What is the probability that a randomly selected adult male is between 5’9’’ and 6’2’’? Parameters are given as \(\mu=70\) and \(\sigma=3.3\) inches

These heights correspond to 69 inches and 74 inches. First, draw the figure. The area of interest is no longer an upper or lower tail.

More Examples - Heights (2/2)

The total area under the curve is 1. If we find the area of the two tails that are not shaded (from the previous Guided Practice, these areas are \(0.3821\) and \(0.1131\)), then we can find the middle area:

That is, the probability of being between 5’9’’ and 6’2’’ is 0.5048.

68-95-99.7 rule

Probabilities for falling within 1, 2, and 3 standard deviations of the mean in a normal distribution.

Summary

Today, we talked about the following:

• The application of the z-score and what it means.
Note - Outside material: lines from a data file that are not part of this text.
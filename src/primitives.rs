//! Value types making up a mesh: undirected [Edge]s and counter clockwise [Triangle]s.

use core::hash::{Hash, Hasher};

#[cfg(feature = "serde")]
use serde::{Deserialize, Serialize};

use crate::delaunay_core::math;
use crate::{CoordinateNum, Orientation, Point2, TriangulationError};

/// An undirected edge defined by its two end points.
///
/// `Edge::new(a, b)` is equal to `Edge::new(b, a)` and both hash to the same value. Edges
/// containing NaN coordinates break this contract; such points are rejected before they
/// can enter a triangulation.
#[derive(Debug, Clone, Copy)]
#[cfg_attr(
    feature = "serde",
    derive(Serialize, Deserialize),
    serde(crate = "serde")
)]
pub struct Edge<S> {
    /// The edge's first end point.
    pub start: Point2<S>,
    /// The edge's second end point.
    pub end: Point2<S>,
}

impl<S> Edge<S> {
    /// Creates a new edge between `start` and `end`.
    pub const fn new(start: Point2<S>, end: Point2<S>) -> Self {
        Edge { start, end }
    }
}

impl<S: CoordinateNum> Edge<S> {
    /// Returns the same edge with swapped end points.
    pub fn reversed(&self) -> Self {
        Edge::new(self.end, self.start)
    }

    /// Returns `true` if `point` is one of the edge's end points.
    pub fn has_endpoint(&self, point: Point2<S>) -> bool {
        self.start == point || self.end == point
    }

    /// Returns the end point shared with `other`, if any.
    pub fn shared_endpoint(&self, other: &Edge<S>) -> Option<Point2<S>> {
        if other.has_endpoint(self.start) {
            Some(self.start)
        } else if other.has_endpoint(self.end) {
            Some(self.end)
        } else {
            None
        }
    }

    /// Returns `true` if this edge and `other` share at least one point.
    ///
    /// *See [segments_intersect](crate::segments_intersect)*
    pub fn intersects(&self, other: &Edge<S>) -> bool {
        math::segments_intersect(self.start, self.end, other.start, other.end)
    }

    /// Returns the squared length of this edge.
    pub fn length_2(&self) -> S {
        self.start.distance_2(self.end)
    }
}

impl<S: CoordinateNum> PartialEq for Edge<S> {
    fn eq(&self, other: &Self) -> bool {
        (self.start == other.start && self.end == other.end)
            || (self.start == other.end && self.end == other.start)
    }
}

impl<S: CoordinateNum> Eq for Edge<S> {}

impl<S: CoordinateNum> Hash for Edge<S> {
    fn hash<H: Hasher>(&self, state: &mut H) {
        let start = self.start.hash_key();
        let end = self.end.hash_key();
        if start <= end {
            start.hash(state);
            end.hash(state);
        } else {
            end.hash(state);
            start.hash(state);
        }
    }
}

/// A non degenerate triangle.
///
/// The vertices are always stored in counter clockwise order, regardless of the order
/// in which they were passed to [Triangle::new]. The circumcircle test relies on this.
#[derive(Debug, Clone, Copy)]
#[cfg_attr(feature = "serde", derive(Serialize), serde(crate = "serde"))]
pub struct Triangle<S> {
    a: Point2<S>,
    b: Point2<S>,
    c: Point2<S>,
}

impl<S: CoordinateNum> Triangle<S> {
    /// Creates a new triangle and reorders its vertices counter clockwise.
    ///
    /// Returns [TriangulationError::DegenerateTriangle] if the three points are collinear.
    ///
    /// # Example
    /// ```
    /// use trowel::{Point2, Triangle};
    ///
    /// # fn main() -> Result<(), trowel::TriangulationError> {
    /// let a = Point2::new(0.0, 0.0);
    /// let b = Point2::new(0.0, 1.0);
    /// let c = Point2::new(1.0, 0.0);
    ///
    /// // a -> b -> c is clockwise, hence b and c are swapped
    /// let triangle = Triangle::new(a, b, c)?;
    /// assert_eq!(triangle.vertices(), [a, c, b]);
    ///
    /// assert!(Triangle::new(a, b, Point2::new(0.0, 2.0)).is_err());
    /// # Ok(()) }
    /// ```
    pub fn new(a: Point2<S>, b: Point2<S>, c: Point2<S>) -> Result<Self, TriangulationError> {
        match math::orientation(a, b, c) {
            Orientation::CounterClockwise => Ok(Triangle { a, b, c }),
            Orientation::Clockwise => Ok(Triangle { a, b: c, c: b }),
            Orientation::Collinear => Err(TriangulationError::DegenerateTriangle {
                a: a.to_f64(),
                b: b.to_f64(),
                c: c.to_f64(),
            }),
        }
    }

    /// The first vertex.
    pub fn a(&self) -> Point2<S> {
        self.a
    }

    /// The second vertex.
    pub fn b(&self) -> Point2<S> {
        self.b
    }

    /// The third vertex.
    pub fn c(&self) -> Point2<S> {
        self.c
    }

    /// Returns all vertices in counter clockwise order.
    pub fn vertices(&self) -> [Point2<S>; 3] {
        [self.a, self.b, self.c]
    }

    /// Returns the edges `a-b`, `b-c` and `c-a`.
    pub fn edges(&self) -> [Edge<S>; 3] {
        [
            Edge::new(self.a, self.b),
            Edge::new(self.b, self.c),
            Edge::new(self.c, self.a),
        ]
    }

    /// Returns `true` if `point` is equal to one of the triangle's vertices.
    pub fn contains(&self, point: Point2<S>) -> bool {
        self.a == point || self.b == point || self.c == point
    }

    /// Returns `true` if `point` lies strictly inside this triangle's circumcircle.
    pub fn is_point_in_circumcircle(&self, point: Point2<S>) -> bool {
        math::contained_in_circumcircle(self.a, self.b, self.c, point)
    }

    /// Returns `true` if `point` lies strictly inside this triangle.
    pub fn is_point_inside(&self, point: Point2<S>) -> bool {
        self.edges()
            .iter()
            .all(|edge| math::orientation(edge.start, edge.end, point).is_ccw())
    }

    /// Returns the circumcenter and the squared circumradius.
    pub fn circumcenter(&self) -> (Point2<f64>, f64) {
        math::circumcenter(self.vertices())
    }

    /// Returns the triangle's area.
    pub fn area(&self) -> f64 {
        math::triangle_area(self.vertices())
    }
}

impl<S: CoordinateNum> PartialEq for Triangle<S> {
    fn eq(&self, other: &Self) -> bool {
        // Both triangles are ccw, equal triangles can only differ by a rotation
        let [a, b, c] = other.vertices();
        [[a, b, c], [b, c, a], [c, a, b]]
            .iter()
            .any(|rotation| *rotation == self.vertices())
    }
}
• The normal distribution with mean (\(\mu\)) and standard deviation (\(\sigma\)) and the standard normal distribution, which is resealed so that the \(\mu=0\) and \(\sigma=1\).

Today’s Activity

Today, work on computing the z-scores of the following examples and draw its corresponding shaded area under the normal curve and label all associated points.

1. Given \(x = 106\) and \(N(\mu = 100, \sigma = 2)\), draw the shaded area where the probability is less than \(x\).

2. Given \(x = 106\) and \(N(\mu = 100, \sigma = 2)\), draw the shaded area where the probability is more than \(x\).

3. Given \(x_1 = 90\), \(x_2 = 140\) and \(N(\mu = 100, \sigma = 2)\), draw the shaded area where the probability is between \(x_1\) and \(x_2\).